4 Ways to Increase the Effectiveness of Your Management Staff

Thursday, June 28th, 2012

Your managers are one of your company’s strongest assets. They help your company run efficiently by supervising others and delegating duties, relaying information from senior leadership and making sure projects get completed. Increasing the effectiveness of your management team will benefit your organization’s productivity, revenue and morale. Giving extra attention to the growth of your managers isn’t time consuming or expensive. Try using the methods below to maximize the potential of your team leaders:

 Sharpen Their Skills

Whether you let them expense industry related literature, such as magazines and journals, to the company, or pay their way to attend a conference related to their position, helping your leaders attain new skills and knowledge will improve their job satisfaction and productivity. You’ll also see an improvement in their team’s performance.

Increase Their EI

Recent research indicates that employees with strong Emotional Intelligence (a person’s capacity for controlling his or her own emotions and recognizing and reacting to the emotions of others) can carry on and be successful through hard economic times and tough business predicaments. Not every employee comes equipped with a high EI, but taking steps to improve their EI is something all employees can do.

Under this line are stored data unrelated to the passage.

//! Color mapping functions for data visualization.

use std::str::FromStr;

use ratatui::style::Color;

use crate::error::PlotError;

/// Color palette mapping a normalized value to a color.
#[derive(Debug, Clone, Copy, PartialEq, Eq, Default)]
pub enum Palette {
    /// Viridis colormap (perceptually uniform, colorblind-friendly).
    #[default]
    Viridis,
    /// Plasma colormap (perceptually uniform).
    Plasma,
    /// Rainbow/Spectral colormap (traditional, high contrast).
    Rainbow,
    /// Blue-White-Red diverging colormap.
    BlueRed,
}

const VIRIDIS: [(f64, f64, f64); 5] = [
    (68.0, 1.0, 84.0),
    (59.0, 82.0, 139.0),
    (33.0, 145.0, 140.0),
    (94.0, 201.0, 98.0),
    (253.0, 231.0, 37.0),
];

const PLASMA: [(f64, f64, f64); 5] = [
    (13.0, 8.0, 135.0),
    (126.0, 3.0, 168.0),
    (204.0, 71.0, 120.0),
    (248.0, 149.0, 64.0),
    (240.0, 249.0, 33.0),
];

impl Palette {
    /// Every palette, in the order they are listed to the user.
    pub const ALL: [Palette; 4] = [Self::Viridis, Self::Plasma, Self::Rainbow, Self::BlueRed];

    /// Get palette name.
    pub fn name(self) -> &'static str {
        match self {
            Self::Viridis => "Viridis",
            Self::Plasma => "Plasma",
            Self::Rainbow => "Rainbow",
            Self::BlueRed => "Blue-Red",
        }
    }

    /// Map a normalized value (0.0 to 1.0) to an RGB color.
    ///
    /// Values outside the unit interval are clamped and NaN maps to 0.0.
    pub fn color(self, t: f64) -> Color {
        let t = if t.is_nan() { 0.0 } else { t.clamp(0.0, 1.0) };

        match self {
            Self::Viridis => interpolate(&VIRIDIS, t),
            Self::Plasma => interpolate(&PLASMA, t),
            Self::Rainbow => rainbow_color(t),
            Self::BlueRed => bluered_color(t),
        }
    }
}

impl FromStr for Palette {
    type Err = PlotError;

    /// Match a palette name, ignoring case and punctuation (`blue-red`,
    /// `BlueRed` and `bluered` are the same palette).
    fn from_str(s: &str) -> Result<Self, Self::Err> {
        let key = |name: &str| {
            name.chars()
                .filter(|c| c.is_ascii_alphanumeric())
                .map(|c| c.to_ascii_lowercase())
                .collect::<String>()
        };
        let wanted = key(s);
        Self::ALL
            .into_iter()
            .find(|p| key(p.name()) == wanted)
            .ok_or_else(|| PlotError::UnknownPalette(s.trim().to_string()))
    }
}

/// Piecewise linear interpolation between evenly spaced color stops.
fn interpolate(stops: &[(f64, f64, f64)], t: f64) -> Color {
    let segments = (stops.len() - 1) as f64;
    let pos = t * segments;
    let idx = (pos.floor() as usize).min(stops.len() - 2);
    let frac = pos - idx as f64;

    let (r0, g0, b0) = stops[idx];
    let (r1, g1, b1) = stops[idx + 1];
    let lerp = |a: f64, b: f64| (a + (b - a) * frac).round() as u8;

    Color::Rgb(lerp(r0, r1), lerp(g0, g1), lerp(b0, b1))
}

/// Rainbow/Spectral colormap.
fn rainbow_color(t: f64) -> Color {
    // HSV to RGB conversion with H varying from 240° (blue) to 0° (red)
    let h = (1.0 - t) * 240.0;
    let c = 1.0;
    let x = c * (1.0 - ((h / 60.0) % 2.0 - 1.0).abs());

    let (r, g, b) = if h < 60.0 {
        (c, x, 0.0)
    } else if h < 120.0 {
        (x, c, 0.0)
    } else if h < 180.0 {
        (0.0, c, x)
    } else {
        (0.0, x, c)
    };

    Color::Rgb((r * 255.0) as u8, (g * 255.0) as u8, (b * 255.0) as u8)
}

/// Blue-White-Red diverging colormap.
fn bluered_color(t: f64) -> Color {
    if t < 0.5 {
        // Blue to white
        let t2 = t * 2.0;
        let v = (t2 * 255.0) as u8;
        Color::Rgb(v, v, 255)
    } else {
        // White to red
        let t2 = (t - 0.5) * 2.0;
        let v = ((1.0 - t2) * 255.0) as u8;
        Color::Rgb(255, v, v)
    }
}

/// Mix `color` over `background` with the given opacity.
///
/// Only RGB colors can be mixed; named terminal colors are returned as is.
pub fn blend(color: Color, background: Color, opacity: f64) -> Color {
    let alpha = opacity.clamp(0.0, 1.0);
    match (color, background) {
        (Color::Rgb(r, g, b), Color::Rgb(br, bg, bb)) => {
            let mix = |c: u8, base: u8| (c as f64 * alpha + base as f64 * (1.0 - alpha)).round() as u8;
            Color::Rgb(mix(r, br), mix(g, bg), mix(b, bb))
        },
        _ => color,
    }
}

/// Scale the brightness of an RGB color.
pub fn shade(color: Color, intensity: f64) -> Color {
    let k = intensity.clamp(0.0, 1.0);
    match color {
        Color::Rgb(r, g, b) => Color::Rgb(
            (r as f64 * k).round() as u8,
            (g as f64 * k).round() as u8,
            (b as f64 * k).round() as u8,
        ),
        other => other,
    }
}

#[cfg(test)]
mod tests {
    use super::*;

    #[test]
    fn test_viridis_endpoints() {
        assert_eq!(Palette::Viridis.color(0.0), Color::Rgb(68, 1, 84));
        assert_eq!(Palette::Viridis.color(1.0), Color::Rgb(253, 231, 37));
        assert_eq!(Palette::Viridis.color(0.5), Color::Rgb(33, 145, 140));
    }

    #[test]
    fn test_out_of_range_is_clamped() {
        for palette in [Palette::Viridis, Palette::Plasma, Palette::Rainbow, Palette::BlueRed] {
            assert_eq!(palette.color(-3.0), palette.color(0.0));
            assert_eq!(palette.color(7.0), palette.color(1.0));
            assert_eq!(palette.color(f64::NAN), palette.color(0.0));
        }
    }

    #[test]
    fn test_palette_parsing() {
        for palette in Palette::ALL {
            assert_eq!(palette.name().parse::<Palette>().unwrap(), palette);
        }
        assert_eq!("blue-red".parse::<Palette>().unwrap(), Palette::BlueRed);
        assert_eq!(" PLASMA ".parse::<Palette>().unwrap(), Palette::Plasma);
        assert!(matches!(
            "jet".parse::<Palette>(),
            Err(PlotError::UnknownPalette(name)) if name == "jet"
        ));
    }

    #[test]
    fn test_blend() {
        let black = Color::Rgb(0, 0, 0);
        assert_eq!(blend(Color::Rgb(200, 100, 50), black, 1.0), Color::Rgb(200, 100, 50));
        assert_eq!(blend(Color::Rgb(200, 100, 50), black, 0.5), Color::Rgb(100, 50, 25));
        assert_eq!(blend(Color::Red, black, 0.5), Color::Red);
    }
}
/// Options for [`Plotter::plot_2d_colored`].
#[derive(Debug, Clone)]
pub struct ColoredOptions {
    /// Number of samples per axis.
    pub samples: usize,
    /// Sampled x interval.
    pub xbounds: Bounds,
    /// Sampled y interval.
    pub ybounds: Bounds,
    /// Series label, defaults to the function's name.
    pub name: Option<String>,
    /// Display the axes once the series is added.
    pub show: bool,
    /// Series style; `palette` colors the magnitude field.
    pub style: StyleOptions,
}

impl Default for ColoredOptions {
    fn default() -> Self {
        Self {
            samples: DEFAULT_SAMPLES,
            xbounds: Bounds::default(),
            ybounds: Bounds::default(),
            name: None,
            show: true,
            style: StyleOptions::default(),
        }
    }
}

/// Entry point for plotting, owning the renderer that displays results.
#[derive(Debug)]
pub struct Plotter<R: Renderer> {
    renderer: R,
}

Strengthen Their Time Management

Managers juggle several tasks at once. They assign projects to their direct reports, implement strategies from senior management and work to complete their own projects. Learning to effectively manage time is an essential skill that managers should try to achieve. When leaders practice good time management, fewer errors occur, deadlines and results are met and last minute panicking is avoided.

Provide Feedback and Rewards

Make sure you consistently provide your managers with positive and constructive feedback on their performance. Help them succeed by encouraging them to give their best and attain their goals. Personally and publically acknowledge their accomplishments, and show your appreciation for their contributions whenever you can.

For more strategies to maximize the performance of your managers, supervisors and other company leaders, join us at CAI’s Training Showcase on July 19 in Greensboro and July 20 in Raleigh. Both programs are free and will run from 8:30 a.m. to 2:15 p.m. At each location you’ll experience abbreviated training sessions and participate in learning exercises to help you make the right development decisions for your staff. Come for a few hours or stay for the whole event to review CAI’s training options. Find more information and full agendas here: www.capital.org/showcase.

Photo Source: Victor1558

Looking to Add High Performers to Your Organization? Find Candidates with These Traits.

Thursday, May 3rd, 2012

Your employees have a significant impact on whether your business thrives or dies, but building a strong workforce is not an easy task. Choosing the right people to fill your open positions should be done with care and an overall goal of company success. People considered high performers should be your most desirable candidates. These workers are critical for achieving positive business results because they exceed company expectations, serve as role models to other employees, make solid decisions and continually offer innovative ideas.

If you’re looking to build a powerful staff, look for prospective employees with the following qualities:

Energy and Optimism

Top performing employees are energetic. They work efficiently when assigned new projects and are eager to turn in completed work before or by their deadlines. When they finish a project, they quickly move on to the next one. They also remain positive while at work by not harping on mistakes or worrying about unfavorable outcomes. The energy and optimism high performers exude reach other staff members, which helps the whole company boost productivity.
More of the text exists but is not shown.